A plurality of rail signals 100 may be used in a rail signalling system (not shown), being controlled by a control system (e.g. the system controlling the movement of trains across a rail network).

The figures provided herein are schematic and not to scale.

Throughout the description and claims of this specification, the words “comprise” and “contain” and variations of them mean “including but not limited to”, and they are not intended to (and do not) exclude other moieties, additives, components, integers or steps. Throughout the description and claims of this specification, the singular encompasses the plural unless the context otherwise requires. In particular, where the indefinite article is used, the specification is to be understood as contemplating plurality as well as singularity, unless the context requires otherwise.

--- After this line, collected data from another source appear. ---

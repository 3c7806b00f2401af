//! Connection state value objects

use serde::{Deserialize, Serialize};

#[derive(Debug, Clone, Copy, PartialEq, Eq, Serialize, Deserialize)]
#[serde(rename_all = "lowercase")]
pub enum RegistrationState {
    Unregistered,
    Registering,
    Registered,
    Failed,
}

#[derive(Debug, Clone, Copy, PartialEq, Eq, Serialize, Deserialize)]
#[serde(rename_all = "lowercase")]
pub enum TransportState {
    Disconnected,
    Connecting,
    Connected,
}

/// General network health as seen by the connectivity probes
#[derive(Debug, Clone, Copy, PartialEq, Eq, Serialize, Deserialize)]
#[serde(rename_all = "lowercase")]
pub enum HealthTier {
    Healthy,
    Degraded,
}

/// Health report handed to the supervisor after a probe cycle
#[derive(Debug, Clone, Copy, PartialEq, Eq, Serialize, Deserialize)]
pub struct HealthSignal {
    pub tier: HealthTier,
    /// A degraded tier with the internet up means only the signaling server is gone
    pub internet_reachable: bool,
}

impl HealthSignal {
    pub const HEALTHY: HealthSignal = HealthSignal {
        tier: HealthTier::Healthy,
        internet_reachable: true,
    };
}

/// Snapshot of the connection for observers
#[derive(Debug, Clone, Copy, PartialEq, Eq, Serialize, Deserialize)]
pub struct ConnectionState {
    pub registration: RegistrationState,
    pub transport: TransportState,
    pub consecutive_keepalive_failures: u32,
    pub health: HealthTier,
    pub internet_reachable: bool,
    pub reconnect_attempts: u32,
}

impl Default for ConnectionState {
    fn default() -> Self {
        Self {
            registration: RegistrationState::Unregistered,
            transport: TransportState::Disconnected,
            consecutive_keepalive_failures: 0,
            health: HealthTier::Healthy,
            internet_reachable: true,
            reconnect_attempts: 0,
        }
    }
}
//! Connectivity probe adapters

pub mod http;

pub use http::NetworkProbe;
//! Events raised by the core for UI observers
//!
//! Components record events into an outbox while they mutate state; the
//! softphone drains the outboxes after each operation and publishes them in
//! order.

use crate::domain::connection::{HealthTier, RegistrationState, TransportState};
use crate::domain::line::Line;
use crate::domain::presence::Presence;
use crate::domain::session::{Direction, EndReason, SessionState};
use crate::domain::shared::value_objects::{DtmfTone, LineNumber, RemoteParty, SessionId};
use crate::domain::transfer::TransferRecord;
use crate::domain::transport::RejectReason;
use chrono::{DateTime, Utc};
use serde::{Deserialize, Serialize};

#[derive(Debug, Clone, PartialEq, Serialize, Deserialize)]
#[serde(tag = "type", rename_all = "snake_case")]
pub enum CoreEvent {
    SessionCreated {
        session_id: SessionId,
        direction: Direction,
        remote: RemoteParty,
        line: Option<LineNumber>,
    },
    SessionStateChanged {
        session_id: SessionId,
        from: SessionState,
        to: SessionState,
    },
    SessionTerminated {
        session_id: SessionId,
        state: SessionState,
        reason: EndReason,
    },
    LineStateChanged {
        line: Line,
    },
    LineSelected {
        line: LineNumber,
    },
    InboundRejected {
        remote: RemoteParty,
        reason: RejectReason,
    },
    DtmfReceived {
        session_id: SessionId,
        tone: DtmfTone,
    },
    BlfStateChanged {
        extension: String,
        presence: Presence,
    },
    TransferInitiated {
        record: TransferRecord,
    },
    TransferCompleted {
        record: TransferRecord,
    },
    RegistrationStateChanged {
        state: RegistrationState,
    },
    TransportStateChanged {
        state: TransportState,
    },
    ConnectivityHealthChanged {
        tier: HealthTier,
    },
}

impl CoreEvent {
    pub fn event_type(&self) -> &'static str {
        match self {
            CoreEvent::SessionCreated { .. } => "session.created",
            CoreEvent::SessionStateChanged { .. } => "session.state_changed",
            CoreEvent::SessionTerminated { .. } => "session.terminated",
            CoreEvent::LineStateChanged { .. } => "line.state_changed",
            CoreEvent::LineSelected { .. } => "line.selected",
            CoreEvent::InboundRejected { .. } => "session.inbound_rejected",
            CoreEvent::DtmfReceived { .. } => "session.dtmf_received",
            CoreEvent::BlfStateChanged { .. } => "blf.state_changed",
            CoreEvent::TransferInitiated { .. } => "transfer.initiated",
            CoreEvent::TransferCompleted { .. } => "transfer.completed",
            CoreEvent::RegistrationStateChanged { .. } => "connection.registration_changed",
            CoreEvent::TransportStateChanged { .. } => "connection.transport_changed",
            CoreEvent::ConnectivityHealthChanged { .. } => "connection.health_changed",
        }
    }
}

/// Event with delivery metadata
#[derive(Debug, Clone, PartialEq, Serialize, Deserialize)]
pub struct EventEnvelope {
    /// Monotonic per-softphone sequence number
    pub sequence: u64,
    pub occurred_at: DateTime<Utc>,
    pub event: CoreEvent,
}

/// Ordered buffer of pending events
#[derive(Debug, Default)]
pub struct Outbox {
    events: Vec<CoreEvent>,
}

impl Outbox {
    pub fn record(&mut self, event: CoreEvent) {
        self.events.push(event);
    }

    pub fn take_events(&mut self) -> Vec<CoreEvent> {
        std::mem::take(&mut self.events)
    }

    pub fn is_empty(&self) -> bool {
        self.events.is_empty()
    }
}
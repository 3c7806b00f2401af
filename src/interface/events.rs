//! Event bus to UI observers
//!
//! Core events are published in order over a broadcast channel. Slow
//! observers lag and lose the oldest events rather than stalling the core.

use crate::domain::events::{CoreEvent, EventEnvelope};
use chrono::Utc;
use std::sync::atomic::{AtomicU64, Ordering};
use tokio::sync::broadcast;
use tracing::debug;

pub const DEFAULT_EVENT_CAPACITY: usize = 1000;

pub struct EventBus {
    tx: broadcast::Sender<EventEnvelope>,
    sequence: AtomicU64,
}

impl EventBus {
    /// Create new event bus with specified capacity
    pub fn new(capacity: usize) -> Self {
        let (tx, _) = broadcast::channel(capacity);
        Self {
            tx,
            sequence: AtomicU64::new(0),
        }
    }

    /// Subscribe to events published from now on
    pub fn subscribe(&self) -> broadcast::Receiver<EventEnvelope> {
        self.tx.subscribe()
    }

    /// Publish an event, stamping it with the next sequence number
    pub fn publish(&self, event: CoreEvent) -> u64 {
        let sequence = self.sequence.fetch_add(1, Ordering::SeqCst) + 1;
        debug!("Event #{} {}", sequence, event.event_type());
        let envelope = EventEnvelope {
            sequence,
            occurred_at: Utc::now(),
            event,
        };
        if self.tx.send(envelope).is_err() {
            debug!("No event subscribers");
        }
        sequence
    }

    pub fn publish_all(&self, events: impl IntoIterator<Item = CoreEvent>) {
        for event in events {
            self.publish(event);
        }
    }

    /// Get number of active subscribers
    pub fn subscriber_count(&self) -> usize {
        self.tx.receiver_count()
    }
}

impl Default for EventBus {
    fn default() -> Self {
        Self::new(DEFAULT_EVENT_CAPACITY)
    }
}
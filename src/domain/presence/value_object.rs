//! Presence value objects

use serde::{Deserialize, Serialize};

/// Presence shown on a BLF key
#[derive(Debug, Clone, Copy, PartialEq, Eq, Serialize, Deserialize)]
#[serde(rename_all = "lowercase")]
pub enum Presence {
    Available,
    Busy,
    Ringing,
    Hold,
    /// Subscription dropped with the transport, waiting to be recreated
    Inactive,
    /// Subscription rejected
    Offline,
    /// No notification received yet
    Unknown,
}

impl Presence {
    pub fn as_str(&self) -> &str {
        match self {
            Presence::Available => "available",
            Presence::Busy => "busy",
            Presence::Ringing => "ringing",
            Presence::Hold => "hold",
            Presence::Inactive => "inactive",
            Presence::Offline => "offline",
            Presence::Unknown => "unknown",
        }
    }

    /// Map a dialog-info state to presence
    pub fn from_dialog_state(state: &DialogState) -> Presence {
        match state {
            DialogState::Terminated => Presence::Available,
            DialogState::Early => Presence::Ringing,
            DialogState::Confirmed => Presence::Busy,
            DialogState::Other => Presence::Unknown,
        }
    }
}

impl Default for Presence {
    fn default() -> Self {
        Presence::Unknown
    }
}

/// Dialog state carried by a presence notification
#[derive(Debug, Clone, Copy, PartialEq, Eq)]
pub enum DialogState {
    Early,
    Confirmed,
    Terminated,
    Other,
}

impl DialogState {
    pub fn parse(value: &str) -> DialogState {
        match value.trim().to_ascii_lowercase().as_str() {
            "early" => DialogState::Early,
            "confirmed" => DialogState::Confirmed,
            "terminated" => DialogState::Terminated,
            _ => DialogState::Other,
        }
    }
}

/// Presence for a raw dialog state string
pub fn presence_for(dialog_state: &str) -> Presence {
    Presence::from_dialog_state(&DialogState::parse(dialog_state))
}
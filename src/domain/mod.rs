//! Domain layer - Core softphone rules
//!
//! This layer contains:
//! - Sessions and their state machine
//! - The three line keys and the switchboard that binds sessions to them
//! - BLF presence subscriptions
//! - Transfer records
//! - Connection supervision and health tiering
//! - The transport port the core drives

pub mod connection;
pub mod events;
pub mod line;
pub mod presence;
pub mod session;
pub mod shared;
pub mod switchboard;
pub mod transfer;
pub mod transport;

// Re-export commonly used types
pub use shared::{DomainError, Result};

Features, integers, characteristics, compounds, chemical moieties or groups described in conjunction with a particular aspect, embodiment or example of the invention are to be understood to be applicable to any other aspect, embodiment or example described herein unless incompatible therewith. All of the features disclosed in this specification (including any accompanying claims, abstract and drawings), and/or all of the steps of any method or process so disclosed, may be combined in any combination, except combinations where at least some of such features and/or steps are mutually exclusive. The invention is not restricted to the details of any foregoing embodiments. The invention extends to any novel one, or any novel combination, of the features disclosed in this specification (including any accompanying claims, abstract and drawings), or to any novel one, or any novel combination, of the steps of any method or process so disclosed.

The reader's attention is directed to all papers and documents which are filed concurrently with or previous to this specification in connection with this application and which are open to public inspection with this specification, and the contents of all such papers and documents are incorporated herein by reference.